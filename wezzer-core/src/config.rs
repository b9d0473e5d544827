use anyhow::{Context, Result, anyhow};
use directories::ProjectDirs;
use serde::{Deserialize, Serialize};
use std::{
    collections::HashMap,
    fs,
    path::{Path, PathBuf},
};

use crate::geoip::GeoIpProviderId;

pub const DEFAULT_TIMEOUT_SECS: u64 = 10;

/// The US plus the territories weather.gov forecasts for (PR, USVI, Guam,
/// American Samoa, Northern Marianas).
pub const DEFAULT_GEOCODE_COUNTRY_CODES: &str = "us,pr,vi,gu,as,mp";

/// Credentials for a single IP geolocation provider (e.g. an ipinfo token).
#[derive(Debug, Clone, Serialize, Deserialize)]
pub struct ProviderConfig {
    pub api_key: String,
}

/// Fallback values for the command-line flags.
#[derive(Debug, Clone, PartialEq, Eq, Serialize, Deserialize)]
#[serde(default)]
pub struct DisplayDefaults {
    pub color: bool,
    pub days: u32,
    pub hours: u32,
    pub width: usize,
    /// ZIP code or place; absent means "use IP geolocation".
    pub zipcode: Option<String>,
}

impl Default for DisplayDefaults {
    fn default() -> Self {
        Self {
            color: false,
            days: 2,
            hours: 12,
            width: 80,
            zipcode: None,
        }
    }
}

/// Base URLs of every upstream service. Overridable for testing or mirrors.
#[derive(Debug, Clone, PartialEq, Eq, Serialize, Deserialize)]
#[serde(default)]
pub struct Endpoints {
    pub weather_gov: String,
    pub nominatim: String,
    pub ipify: String,
    pub ipinfo: String,
    pub ipapi: String,
}

impl Default for Endpoints {
    fn default() -> Self {
        Self {
            weather_gov: "https://api.weather.gov".to_string(),
            nominatim: "https://nominatim.openstreetmap.org".to_string(),
            ipify: "https://api.ipify.org".to_string(),
            ipinfo: "https://ipinfo.io".to_string(),
            ipapi: "http://ip-api.com".to_string(),
        }
    }
}

/// Top-level configuration stored on disk.
#[derive(Debug, Clone, Serialize, Deserialize)]
#[serde(default)]
pub struct Config {
    /// Optional IP geolocation provider id, "ipinfo" or "ipapi".
    pub default_geoip_provider: Option<String>,

    /// Sent on every request; weather.gov and Nominatim both reject anonymous clients.
    pub user_agent: Option<String>,
    pub timeout_secs: u64,

    /// Restricts place lookups to areas weather.gov covers.
    pub geocode_country_codes: Option<String>,

    pub defaults: DisplayDefaults,
    pub endpoints: Endpoints,

    /// Example TOML:
    /// [providers.ipinfo]
    /// api_key = "..."
    pub providers: HashMap<String, ProviderConfig>,
}

impl Default for Config {
    fn default() -> Self {
        Self {
            default_geoip_provider: None,
            user_agent: None,
            timeout_secs: DEFAULT_TIMEOUT_SECS,
            geocode_country_codes: Some(DEFAULT_GEOCODE_COUNTRY_CODES.to_string()),
            defaults: DisplayDefaults::default(),
            endpoints: Endpoints::default(),
            providers: HashMap::new(),
        }
    }
}

impl Config {
    /// The configured GeoIP provider, or ipinfo when none is set.
    pub fn default_geoip_provider_id(&self) -> Result<GeoIpProviderId> {
        match self.default_geoip_provider.as_deref() {
            Some(s) => GeoIpProviderId::try_from(s),
            None => Ok(GeoIpProviderId::IpInfo),
        }
    }

    pub fn set_default_geoip_provider(&mut self, id: GeoIpProviderId) {
        self.default_geoip_provider = Some(id.as_str().to_string());
    }

    /// Set or replace a provider token; the first provider configured becomes the default.
    pub fn upsert_provider_api_key(&mut self, provider_id: GeoIpProviderId, api_key: String) {
        self.providers
            .insert(provider_id.as_str().to_string(), ProviderConfig { api_key });

        if self.default_geoip_provider.is_none() {
            self.default_geoip_provider = Some(provider_id.to_string());
        }
    }

    /// Returns API key for a provider, if present.
    pub fn provider_api_key(&self, provider_id: GeoIpProviderId) -> Option<&str> {
        self.providers
            .get(provider_id.as_str())
            .map(|cfg| cfg.api_key.as_str())
            .filter(|key| !key.is_empty())
    }

    pub fn user_agent(&self) -> String {
        self.user_agent
            .clone()
            .unwrap_or_else(|| format!("wezzer/{}", env!("CARGO_PKG_VERSION")))
    }

    /// Load config from the platform location, or defaults if it doesn't exist yet.
    pub fn load() -> Result<Self> {
        Self::load_from(&Self::config_file_path()?)
    }

    pub fn load_from(path: &Path) -> Result<Self> {
        if !path.exists() {
            // First run: no config file, return defaults.
            return Ok(Self::default());
        }

        let contents = fs::read_to_string(path)
            .with_context(|| format!("Failed to read config file: {}", path.display()))?;

        let cfg: Config = toml::from_str(&contents)
            .with_context(|| format!("Failed to parse config file: {}", path.display()))?;

        Ok(cfg)
    }

    /// Save config to the platform location, creating parent directories as needed.
    pub fn save(&self) -> Result<PathBuf> {
        let path = Self::config_file_path()?;
        self.save_to(&path)?;
        Ok(path)
    }

    pub fn save_to(&self, path: &Path) -> Result<()> {
        if let Some(parent) = path.parent() {
            fs::create_dir_all(parent).with_context(|| {
                format!("Failed to create config directory: {}", parent.display())
            })?;
        }

        let toml =
            toml::to_string_pretty(self).context("Failed to serialize configuration to TOML")?;

        fs::write(path, toml)
            .with_context(|| format!("Failed to write config file: {}", path.display()))?;

        Ok(())
    }

    /// Path to the config file.
    pub fn config_file_path() -> Result<PathBuf> {
        let dirs = ProjectDirs::from("dev", "wezzer", "wezzer")
            .ok_or_else(|| anyhow!("Could not determine platform config directory"))?;

        Ok(dirs.config_dir().join("config.toml"))
    }
}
----------
* _Exercise directions_
The records above must be transcribed in full, word for word.

* _Worked solution_
filename wezzer-core/src/config.rs
repository b9d0473e5d544827
use anyhow::{Context, Result, anyhow};
use directories::ProjectDirs;
use serde::{Deserialize, Serialize};
use std::{
    collections::HashMap,
    fs,
    path::{Path, PathBuf},
};

use crate::geoip::GeoIpProviderId;

pub const DEFAULT_TIMEOUT_SECS: u64 = 10;

/// The US plus the territories weather.gov forecasts for (PR, USVI, Guam,
/// American Samoa, Northern Marianas).
pub const DEFAULT_GEOCODE_COUNTRY_CODES: &str = "us,pr,vi,gu,as,mp";

/// Credentials for a single IP geolocation provider (e.g. an ipinfo token).
#[derive(Debug, Clone, Serialize, Deserialize)]
pub struct ProviderConfig {
    pub api_key: String,
}

/// Fallback values for the command-line flags.
#[derive(Debug, Clone, PartialEq, Eq, Serialize, Deserialize)]
#[serde(default)]
pub struct DisplayDefaults {
    pub color: bool,
    pub days: u32,
    pub hours: u32,
    pub width: usize,
    /// ZIP code or place; absent means "use IP geolocation".
    pub zipcode: Option<String>,
}

impl Default for DisplayDefaults {
    fn default() -> Self {
        Self {
            color: false,
            days: 2,
            hours: 12,
            width: 80,
            zipcode: None,
        }
    }
}

/// Base URLs of every upstream service. Overridable for testing or mirrors.
#[derive(Debug, Clone, PartialEq, Eq, Serialize, Deserialize)]
#[serde(default)]
pub struct Endpoints {
    pub weather_gov: String,
    pub nominatim: String,
    pub ipify: String,
    pub ipinfo: String,
    pub ipapi: String,
}

impl Default for Endpoints {
    fn default() -> Self {
        Self {
            weather_gov: "https://api.weather.gov".to_string(),
            nominatim: "https://nominatim.openstreetmap.org".to_string(),
            ipify: "https://api.ipify.org".to_string(),
            ipinfo: "https://ipinfo.io".to_string(),
            ipapi: "http://ip-api.com".to_string(),
        }
    }
}

/// Top-level configuration stored on disk.
#[derive(Debug, Clone, Serialize, Deserialize)]
#[serde(default)]
pub struct Config {
    /// Optional IP geolocation provider id, "ipinfo" or "ipapi".
    pub default_geoip_provider: Option<String>,

    /// Sent on every request; weather.gov and Nominatim both reject anonymous clients.
    pub user_agent: Option<String>,
    pub timeout_secs: u64,

    /// Restricts place lookups to areas weather.gov covers.
    pub geocode_country_codes: Option<String>,

    pub defaults: DisplayDefaults,
    pub endpoints: Endpoints,

    /// Example TOML:
    /// [providers.ipinfo]
    /// api_key = "..."
    pub providers: HashMap<String, ProviderConfig>,
}

impl Default for Config {
    fn default() -> Self {
        Self {
            default_geoip_provider: None,
            user_agent: None,
            timeout_secs: DEFAULT_TIMEOUT_SECS,
            geocode_country_codes: Some(DEFAULT_GEOCODE_COUNTRY_CODES.to_string()),
            defaults: DisplayDefaults::default(),
            endpoints: Endpoints::default(),
            providers: HashMap::new(),
        }
    }
}

impl Config {
    /// The configured GeoIP provider, or ipinfo when none is set.
    pub fn default_geoip_provider_id(&self) -> Result<GeoIpProviderId> {
        match self.default_geoip_provider.as_deref() {
            Some(s) => GeoIpProviderId::try_from(s),
            None => Ok(GeoIpProviderId::IpInfo),
        }
    }

    pub fn set_default_geoip_provider(&mut self, id: GeoIpProviderId) {
        self.default_geoip_provider = Some(id.as_str().to_string());
    }

    /// Set or replace a provider token; the first provider configured becomes the default.
    pub fn upsert_provider_api_key(&mut self, provider_id: GeoIpProviderId, api_key: String) {
        self.providers
            .insert(provider_id.as_str().to_string(), ProviderConfig { api_key });

        if self.default_geoip_provider.is_none() {
            self.default_geoip_provider = Some(provider_id.to_string());
        }
    }

    /// Returns API key for a provider, if present.
    pub fn provider_api_key(&self, provider_id: GeoIpProviderId) -> Option<&str> {
        self.providers
            .get(provider_id.as_str())
            .map(|cfg| cfg.api_key.as_str())
            .filter(|key| !key.is_empty())
    }

    pub fn user_agent(&self) -> String {
        self.user_agent
            .clone()
            .unwrap_or_else(|| format!("wezzer/{}", env!("CARGO_PKG_VERSION")))
    }

    /// Load config from the platform location, or defaults if it doesn't exist yet.
    pub fn load() -> Result<Self> {
        Self::load_from(&Self::config_file_path()?)
    }

    pub fn load_from(path: &Path) -> Result<Self> {
        if !path.exists() {
            // First run: no config file, return defaults.
            return Ok(Self::default());
        }

        let contents = fs::read_to_string(path)
            .with_context(|| format!("Failed to read config file: {}", path.display()))?;

        let cfg: Config = toml::from_str(&contents)
            .with_context(|| format!("Failed to parse config file: {}", path.display()))?;

        Ok(cfg)
    }

    /// Save config to the platform location, creating parent directories as needed.
    pub fn save(&self) -> Result<PathBuf> {
        let path = Self::config_file_path()?;
        self.save_to(&path)?;
        Ok(path)
    }

    pub fn save_to(&self, path: &Path) -> Result<()> {
        if let Some(parent) = path.parent() {
            fs::create_dir_all(parent).with_context(|| {
                format!("Failed to create config directory: {}", parent.display())
            })?;
        }

        let toml =
            toml::to_string_pretty(self).context("Failed to serialize configuration to TOML")?;

        fs::write(path, toml)
            .with_context(|| format!("Failed to write config file: {}", path.display()))?;

        Ok(())
    }

    /// Path to the config file.
    pub fn config_file_path() -> Result<PathBuf> {
        let dirs = ProjectDirs::from("dev", "wezzer", "wezzer")
            .ok_or_else(|| anyhow!("Could not determine platform config directory"))?;

        Ok(dirs.config_dir().join("config.toml"))
    }
}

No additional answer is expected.